Data under study:
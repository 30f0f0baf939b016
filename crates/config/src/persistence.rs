//! Locating, reading and writing card documents on disk.
//!
//! Documents are read as JSON5, which also accepts plain JSON, and written
//! back as pretty-printed JSON.
//!
//! # File Locations
//!
//! [`find_config_file`] tries, in order:
//!
//! 1. `./cardex.json5`, `./cardex.json`
//! 2. `<config dir>/cardex/card.json5`, `<config dir>/cardex/card.json`,
//!    where `<config dir>` is `~/.config` on Linux

use std::path::{Path, PathBuf};

use serde::Serialize;
use serde_json::Value;
use tracing::debug;

use crate::error::{ConfigError, Result};

/// File names looked up in the working directory.
const LOCAL_FILE_NAMES: &[&str] = &["cardex.json5", "cardex.json"];

/// Sub-directory of the platform config directory.
const USER_CONFIG_DIR: &str = "cardex";

/// File names looked up in the user config directory.
const USER_FILE_NAMES: &[&str] = &["card.json5", "card.json"];

/// Lists the places a card document may live, most specific first.
///
/// # Examples
///
/// ```
/// use std::path::{Path, PathBuf};
/// use cardex_config::persistence::candidate_paths;
///
/// let paths = candidate_paths(Path::new("work"), Some(Path::new("/home/ana/.config")));
/// assert_eq!(paths[0], PathBuf::from("work/cardex.json5"));
/// assert_eq!(paths[3], PathBuf::from("/home/ana/.config/cardex/card.json"));
///
/// assert_eq!(candidate_paths(Path::new("."), None).len(), 2);
/// ```
#[must_use]
pub fn candidate_paths(local_dir: &Path, user_config_dir: Option<&Path>) -> Vec<PathBuf> {
    let local = LOCAL_FILE_NAMES.iter().map(|name| local_dir.join(name));
    let user = user_config_dir
        .map(|dir| dir.join(USER_CONFIG_DIR))
        .into_iter()
        .flat_map(|dir| USER_FILE_NAMES.iter().map(move |name| dir.join(name)));

    local.chain(user).collect()
}

/// Finds the card document to load by default.
///
/// Returns the first of [`candidate_paths`] that exists, relative to the
/// working directory and the platform config directory.
///
/// # Examples
///
/// ```no_run
/// use cardex_config::persistence::find_config_file;
///
/// if let Some(path) = find_config_file() {
///     println!("Found card at: {}", path.display());
/// }
/// ```
#[must_use]
pub fn find_config_file() -> Option<PathBuf> {
    let user_dir = dirs::config_dir();
    let found = candidate_paths(Path::new("."), user_dir.as_deref())
        .into_iter()
        .find(|path| path.is_file());

    match &found {
        Some(path) => debug!(path = %path.display(), "found card configuration"),
        None => debug!("no card configuration file found"),
    }
    found
}

/// Reads a card document into an untyped, order-preserving value.
///
/// # Errors
///
/// Returns an error if the file cannot be read or is not valid JSON5.
///
/// # Examples
///
/// ```no_run
/// use cardex_config::persistence::read_document;
///
/// # fn main() -> cardex_config::Result<()> {
/// let document = read_document("cardex.json5")?;
/// assert!(document.get("groups").is_some());
/// # Ok(())
/// # }
/// ```
pub fn read_document(path: impl AsRef<Path>) -> Result<Value> {
    let path = path.as_ref();
    let content = std::fs::read_to_string(path).map_err(|source| ConfigError::ReadFile {
        path: path.to_path_buf(),
        source,
    })?;

    Ok(serde_json5::from_str(&content)?)
}

/// Writes `document` to `path` as pretty-printed JSON, creating missing
/// parent directories.
///
/// # Errors
///
/// Returns an error if the document cannot be serialized or the file
/// cannot be written.
pub fn write_document<T: Serialize>(path: impl AsRef<Path>, document: &T) -> Result<()> {
    let path = path.as_ref();
    let write_error = |source| ConfigError::WriteFile {
        path: path.to_path_buf(),
        source,
    };

    let mut content = serde_json::to_string_pretty(document).map_err(ConfigError::SerializeJson)?;
    content.push('\n');

    if let Some(parent) = path.parent().filter(|parent| !parent.as_os_str().is_empty()) {
        std::fs::create_dir_all(parent).map_err(write_error)?;
    }
    std::fs::write(path, content).map_err(write_error)
}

Work request: Print all records shown above, word for word.

Reply:
repository 30f0f0baf939b016
filename crates/config/src/persistence.rs
//! Locating, reading and writing card documents on disk.
//!
//! Documents are read as JSON5, which also accepts plain JSON, and written
//! back as pretty-printed JSON.
//!
//! # File Locations
//!
//! [`find_config_file`] tries, in order:
//!
//! 1. `./cardex.json5`, `./cardex.json`
//! 2. `<config dir>/cardex/card.json5`, `<config dir>/cardex/card.json`,
//!    where `<config dir>` is `~/.config` on Linux

use std::path::{Path, PathBuf};

use serde::Serialize;
use serde_json::Value;
use tracing::debug;

use crate::error::{ConfigError, Result};

/// File names looked up in the working directory.
const LOCAL_FILE_NAMES: &[&str] = &["cardex.json5", "cardex.json"];

/// Sub-directory of the platform config directory.
const USER_CONFIG_DIR: &str = "cardex";

/// File names looked up in the user config directory.
const USER_FILE_NAMES: &[&str] = &["card.json5", "card.json"];

/// Lists the places a card document may live, most specific first.
///
/// # Examples
///
/// ```
/// use std::path::{Path, PathBuf};
/// use cardex_config::persistence::candidate_paths;
///
/// let paths = candidate_paths(Path::new("work"), Some(Path::new("/home/ana/.config")));
/// assert_eq!(paths[0], PathBuf::from("work/cardex.json5"));
/// assert_eq!(paths[3], PathBuf::from("/home/ana/.config/cardex/card.json"));
///
/// assert_eq!(candidate_paths(Path::new("."), None).len(), 2);
/// ```
#[must_use]
pub fn candidate_paths(local_dir: &Path, user_config_dir: Option<&Path>) -> Vec<PathBuf> {
    let local = LOCAL_FILE_NAMES.iter().map(|name| local_dir.join(name));
    let user = user_config_dir
        .map(|dir| dir.join(USER_CONFIG_DIR))
        .into_iter()
        .flat_map(|dir| USER_FILE_NAMES.iter().map(move |name| dir.join(name)));

    local.chain(user).collect()
}

/// Finds the card document to load by default.
///
/// Returns the first of [`candidate_paths`] that exists, relative to the
/// working directory and the platform config directory.
///
/// # Examples
///
/// ```no_run
/// use cardex_config::persistence::find_config_file;
///
/// if let Some(path) = find_config_file() {
///     println!("Found card at: {}", path.display());
/// }
/// ```
#[must_use]
pub fn find_config_file() -> Option<PathBuf> {
    let user_dir = dirs::config_dir();
    let found = candidate_paths(Path::new("."), user_dir.as_deref())
        .into_iter()
        .find(|path| path.is_file());

    match &found {
        Some(path) => debug!(path = %path.display(), "found card configuration"),
        None => debug!("no card configuration file found"),
    }
    found
}

/// Reads a card document into an untyped, order-preserving value.
///
/// # Errors
///
/// Returns an error if the file cannot be read or is not valid JSON5.
///
/// # Examples
///
/// ```no_run
/// use cardex_config::persistence::read_document;
///
/// # fn main() -> cardex_config::Result<()> {
/// let document = read_document("cardex.json5")?;
/// assert!(document.get("groups").is_some());
/// # Ok(())
/// # }
/// ```
pub fn read_document(path: impl AsRef<Path>) -> Result<Value> {
    let path = path.as_ref();
    let content = std::fs::read_to_string(path).map_err(|source| ConfigError::ReadFile {
        path: path.to_path_buf(),
        source,
    })?;

    Ok(serde_json5::from_str(&content)?)
}

/// Writes `document` to `path` as pretty-printed JSON, creating missing
/// parent directories.
///
/// # Errors
///
/// Returns an error if the document cannot be serialized or the file
/// cannot be written.
pub fn write_document<T: Serialize>(path: impl AsRef<Path>, document: &T) -> Result<()> {
    let path = path.as_ref();
    let write_error = |source| ConfigError::WriteFile {
        path: path.to_path_buf(),
        source,
    };

    let mut content = serde_json::to_string_pretty(document).map_err(ConfigError::SerializeJson)?;
    content.push('\n');

    if let Some(parent) = path.parent().filter(|parent| !parent.as_os_str().is_empty()) {
        std::fs::create_dir_all(parent).map_err(write_error)?;
    }
    std::fs::write(path, content).map_err(write_error)
}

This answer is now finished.